La débâcle financière et la crise économique de 2008 ont déclenché un processus d’intégration dans la zone euro qui pourrait maintenant affecter le marché unique. Pour David Cameron, il est temps de protéger le marché unique contre tout dommage collatéral pouvant émerger de ce resserrement de liens entre les membres de la zone euro.

« Nous voulons nous assurer que ces changements respecteront l’intégrité du marché unique et les intérêts légitimes des pays n’appartenant pas à la zone euro », a déclaré David Cameron dans une lettre fin novembre. Même s’il ne cherchait pas à obtenir de veto, il a appelé à des « principes juridiquement contraignants » et à un « mécanisme de sauvegarde » pour garantir le respect des principes.

« Sans accord, de sérieux différends économiques et politiques pourraient émerger », affirme le rapport de Bruegel.

Les institutions européennes cherchent donc à savoir quel mécanisme pourrait à la fois assurer la protection des intérêts des quelques États en dehors de la zone euro et éviter la menace de leur véto sur les membres de la zone euro.

Dans sa réponse aux demandes de David Cameron, Donald Tusk explique que les conditions pour la mise en place d’un mécanisme de règlement des différends « doivent être mieux examinées ».

Donald Tusk cherche à trouver un moyen d’agir conformément au traité existant.
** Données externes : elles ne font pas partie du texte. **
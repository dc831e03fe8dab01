//! Active scan job state and user controls

use chrono::{DateTime, Utc};
use parking_lot::{Mutex, RwLock};
use serde::Serialize;
use std::collections::{HashMap, HashSet};
use std::sync::atomic::{AtomicU64, Ordering};
use tokio::sync::watch;
use tracing::info;

use crate::app::events::{CoreEvent, EventBus};
use crate::proxy::SiteFilter;

/// Job lifecycle: `Pending -> Running <-> Paused -> (Finished | Stopped)`
#[derive(Debug, Clone, Copy, PartialEq, Eq, Hash, Serialize)]
#[serde(rename_all = "lowercase")]
pub enum ScanStatus {
    Pending,
    Running,
    Paused,
    Stopped,
    Finished,
}

impl ScanStatus {
    pub fn is_terminal(&self) -> bool {
        matches!(self, ScanStatus::Stopped | ScanStatus::Finished)
    }
}

/// What a job may attack
#[derive(Debug, Clone, PartialEq, Eq)]
pub enum ScanScope {
    /// Explicit history records
    Ids(Vec<u64>),
    /// Every record under a site or path prefix
    Subtree(SiteFilter),
}

/// Snapshot of a job's counters
#[derive(Debug, Clone, Default, PartialEq, Eq, Serialize)]
pub struct ScanProgress {
    pub total_units: u64,
    pub completed_units: u64,
    pub requests_sent: u64,
    pub alerts_raised: u64,
    pub enabled_plugins: u64,
    pub plugin_failures: HashMap<String, u64>,
}

impl ScanProgress {
    /// Plugin invocations still to run
    pub fn remaining_estimate(&self) -> u64 {
        self.total_units.saturating_sub(self.completed_units) * self.enabled_plugins
    }

    pub fn percent(&self) -> u8 {
        if self.total_units == 0 {
            return 100;
        }
        ((self.completed_units * 100) / self.total_units).min(100) as u8
    }
}

/// Shared between the job handle, its scheduler and its units
#[derive(Debug)]
pub(crate) struct JobControl {
    pub(crate) id: String,
    status: watch::Sender<ScanStatus>,
    skipped: RwLock<HashSet<u32>>,
    pub(crate) total_units: AtomicU64,
    pub(crate) completed_units: AtomicU64,
    pub(crate) requests_sent: AtomicU64,
    pub(crate) alerts_raised: AtomicU64,
    pub(crate) enabled_plugins: AtomicU64,
    failures: Mutex<HashMap<String, u64>>,
    events: EventBus,
}

impl JobControl {
    pub(crate) fn new(id: String, events: EventBus) -> Self {
        let (status, _) = watch::channel(ScanStatus::Pending);
        Self {
            id,
            status,
            skipped: RwLock::new(HashSet::new()),
            total_units: AtomicU64::new(0),
            completed_units: AtomicU64::new(0),
            requests_sent: AtomicU64::new(0),
            alerts_raised: AtomicU64::new(0),
            enabled_plugins: AtomicU64::new(0),
            failures: Mutex::new(HashMap::new()),
            events,
        }
    }

    pub(crate) fn status(&self) -> ScanStatus {
        *self.status.borrow()
    }

    /// Apply `next` if `allowed(current)`; publishes the change
    fn transition(&self, allowed: impl Fn(ScanStatus) -> bool, next: ScanStatus) -> bool {
        let changed = self.status.send_if_modified(|current| {
            if allowed(*current) && *current != next {
                *current = next;
                true
            } else {
                false
            }
        });
        if changed {
            info!(job = %self.id, status = ?next, "Scan status changed");
            self.events.publish(CoreEvent::ScanStateChanged {
                job_id: self.id.clone(),
                status: next,
            });
        }
        changed
    }

    pub(crate) fn mark_running(&self) -> bool {
        self.transition(|s| s == ScanStatus::Pending, ScanStatus::Running)
    }

    pub(crate) fn pause(&self) -> bool {
        self.transition(|s| s == ScanStatus::Running, ScanStatus::Paused)
    }

    pub(crate) fn resume(&self) -> bool {
        self.transition(|s| s == ScanStatus::Paused, ScanStatus::Running)
    }

    pub(crate) fn stop(&self) -> bool {
        self.transition(|s| !s.is_terminal(), ScanStatus::Stopped)
    }

    pub(crate) fn finish(&self) -> bool {
        self.transition(|s| s == ScanStatus::Running || s == ScanStatus::Paused, ScanStatus::Finished)
    }

    pub(crate) fn is_stopped(&self) -> bool {
        self.status() == ScanStatus::Stopped
    }

    /// Wait out a pause. Returns false once the job is stopped.
    pub(crate) async fn wait_runnable(&self) -> bool {
        let mut rx = self.status.subscribe();
        let running = match rx.wait_for(|s| *s != ScanStatus::Paused && *s != ScanStatus::Pending).await {
            Ok(status) => *status == ScanStatus::Running,
            Err(_) => false,
        };
        running
    }

    /// Resolves on the next status change
    pub(crate) fn subscribe(&self) -> watch::Receiver<ScanStatus> {
        self.status.subscribe()
    }

    pub(crate) fn skip_plugin(&self, plugin_id: u32) {
        self.skipped.write().insert(plugin_id);
    }

    pub(crate) fn is_skipped(&self, plugin_id: u32) -> bool {
        self.skipped.read().contains(&plugin_id)
    }

    pub(crate) fn record_failure(&self, plugin: &str) {
        *self.failures.lock().entry(plugin.to_string()).or_insert(0) += 1;
    }

    pub(crate) fn progress(&self) -> ScanProgress {
        ScanProgress {
            total_units: self.total_units.load(Ordering::Relaxed),
            completed_units: self.completed_units.load(Ordering::Relaxed),
            requests_sent: self.requests_sent.load(Ordering::Relaxed),
            alerts_raised: self.alerts_raised.load(Ordering::Relaxed),
            enabled_plugins: self.enabled_plugins.load(Ordering::Relaxed),
            plugin_failures: self.failures.lock().clone(),
        }
    }

    pub(crate) fn publish_progress(&self) {
        self.events.publish(CoreEvent::ScanProgress {
            job_id: self.id.clone(),
            progress: self.progress(),
        });
    }
}

/// Handle to a running or finished active scan
#[derive(Debug)]
pub struct ScanJob {
    control: std::sync::Arc<JobControl>,
    scope: ScanScope,
    plugin_order: Vec<u32>,
    started_at: DateTime<Utc>,
}

impl ScanJob {
    pub(crate) fn new(control: std::sync::Arc<JobControl>, scope: ScanScope, plugin_order: Vec<u32>) -> Self {
        Self {
            control,
            scope,
            plugin_order,
            started_at: Utc::now(),
        }
    }

    pub fn id(&self) -> &str {
        &self.control.id
    }

    pub fn scope(&self) -> &ScanScope {
        &self.scope
    }

    /// Plugin ids in execution order
    pub fn plugin_order(&self) -> &[u32] {
        &self.plugin_order
    }

    pub fn started_at(&self) -> DateTime<Utc> {
        self.started_at
    }

    pub fn status(&self) -> ScanStatus {
        self.control.status()
    }

    pub fn progress(&self) -> ScanProgress {
        self.control.progress()
    }

    /// Stop dispatching new units and requests; in-flight requests complete
    pub fn pause(&self) -> bool {
        self.control.pause()
    }

    pub fn resume(&self) -> bool {
        self.control.resume()
    }

    /// Abandon the rest of the job. A paused job goes straight to stopped.
    pub fn stop(&self) -> bool {
        self.control.stop()
    }

    /// Skip a plugin for the rest of this job
    pub fn skip_plugin(&self, plugin_id: u32) {
        info!(job = %self.control.id, plugin = plugin_id, "Skipping plugin");
        self.control.skip_plugin(plugin_id);
    }

    /// Wait until the job finished or was stopped
    pub async fn wait(&self) -> ScanStatus {
        let mut rx = self.control.subscribe();
        let status = match rx.wait_for(|s| s.is_terminal()).await {
            Ok(status) => *status,
            Err(_) => self.control.status(),
        };
        status
    }
}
Pour le directeur de Bruegel, Guntram Wolff, le cadre réglementaire existant ne permet toutefois pas de faire grand-chose.

Instance d’arbitrage

Certaines grandes voix européennes, comme Jean-Claude Piris, pensent à la Cour de justice de l’Union européenne comme potentielle instance d’arbitrage. Une idée qui serait peu appréciée par Londres. Dans sa lettre, Donald Tusk a quant à lui émis l’idée du Conseil européen.

Entre temps, pour Guntram Wolff, certaines mesures peuvent être prises pour améliorer les relations de travail entre les membres de la zone euro et les non-membres. Une possibilité est de programmer la réunion des ministres des Finances de la zone euro (Eurogroupe) après que tous les ministres européens des Finances se soient rencontrés (Ecofin), plutôt que le contraire, comme c’est le cas actuellement.

« C’est un changement très pratique, mais très pertinent, car un grand nombre des sujets discutés à l’Ecofin ont déjà été discutés et même approuvés lors de l’Eurogroupe », a-t-il estimé.

Cette idée avait déjà été avancée par Jean Pisany-Ferry, conseiller du Premier ministre français, Manuel Valls, mais elle pourrait avoir des difficultés à faire son chemin.

Un haut responsable de l’EU a qualifié le système actuel de « stable » et affirmé que pour l’instant, aucune proposition n’avait été faire pour changer le statu quo.